◆ Aim of the exercise:
The entries below should be transcribed in their entirety, exactly as written.

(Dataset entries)
◇ ◇ ◇

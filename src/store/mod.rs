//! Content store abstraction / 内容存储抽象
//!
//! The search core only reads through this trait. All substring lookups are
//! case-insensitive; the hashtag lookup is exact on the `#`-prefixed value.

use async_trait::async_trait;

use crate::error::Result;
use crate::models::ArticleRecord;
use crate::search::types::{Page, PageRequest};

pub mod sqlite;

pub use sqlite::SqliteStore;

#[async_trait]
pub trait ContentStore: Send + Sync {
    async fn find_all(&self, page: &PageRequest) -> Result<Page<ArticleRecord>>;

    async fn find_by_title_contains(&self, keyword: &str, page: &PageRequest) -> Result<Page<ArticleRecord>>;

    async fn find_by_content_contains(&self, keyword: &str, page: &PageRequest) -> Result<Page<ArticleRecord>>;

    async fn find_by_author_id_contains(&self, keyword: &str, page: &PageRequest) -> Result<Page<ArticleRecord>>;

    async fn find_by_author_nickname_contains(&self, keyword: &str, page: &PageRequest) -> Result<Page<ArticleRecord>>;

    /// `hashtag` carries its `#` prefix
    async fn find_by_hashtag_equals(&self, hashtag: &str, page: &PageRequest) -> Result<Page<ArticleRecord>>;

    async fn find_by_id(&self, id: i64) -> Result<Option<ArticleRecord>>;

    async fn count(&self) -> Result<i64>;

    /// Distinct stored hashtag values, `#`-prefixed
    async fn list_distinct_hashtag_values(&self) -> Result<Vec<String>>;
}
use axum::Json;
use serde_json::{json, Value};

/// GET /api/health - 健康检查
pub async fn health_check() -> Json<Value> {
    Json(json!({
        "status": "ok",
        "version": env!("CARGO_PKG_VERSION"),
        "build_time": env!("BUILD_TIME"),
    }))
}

◇ ◇ ◇

◆ Response to the exercise:
filename src/store/mod.rs
//! Content store abstraction / 内容存储抽象
//!
//! The search core only reads through this trait. All substring lookups are
//! case-insensitive; the hashtag lookup is exact on the `#`-prefixed value.

use async_trait::async_trait;

use crate::error::Result;
use crate::models::ArticleRecord;
use crate::search::types::{Page, PageRequest};

pub mod sqlite;

pub use sqlite::SqliteStore;

#[async_trait]
pub trait ContentStore: Send + Sync {
    async fn find_all(&self, page: &PageRequest) -> Result<Page<ArticleRecord>>;

    async fn find_by_title_contains(&self, keyword: &str, page: &PageRequest) -> Result<Page<ArticleRecord>>;

    async fn find_by_content_contains(&self, keyword: &str, page: &PageRequest) -> Result<Page<ArticleRecord>>;

    async fn find_by_author_id_contains(&self, keyword: &str, page: &PageRequest) -> Result<Page<ArticleRecord>>;

    async fn find_by_author_nickname_contains(&self, keyword: &str, page: &PageRequest) -> Result<Page<ArticleRecord>>;

    /// `hashtag` carries its `#` prefix
    async fn find_by_hashtag_equals(&self, hashtag: &str, page: &PageRequest) -> Result<Page<ArticleRecord>>;

    async fn find_by_id(&self, id: i64) -> Result<Option<ArticleRecord>>;

    async fn count(&self) -> Result<i64>;

    /// Distinct stored hashtag values, `#`-prefixed
    async fn list_distinct_hashtag_values(&self) -> Result<Vec<String>>;
}
use axum::Json;
use serde_json::{json, Value};

/// GET /api/health - 健康检查
pub async fn health_check() -> Json<Value> {
    Json(json!({
        "status": "ok",
        "version": env!("CARGO_PKG_VERSION"),
        "build_time": env!("BUILD_TIME"),
    }))
}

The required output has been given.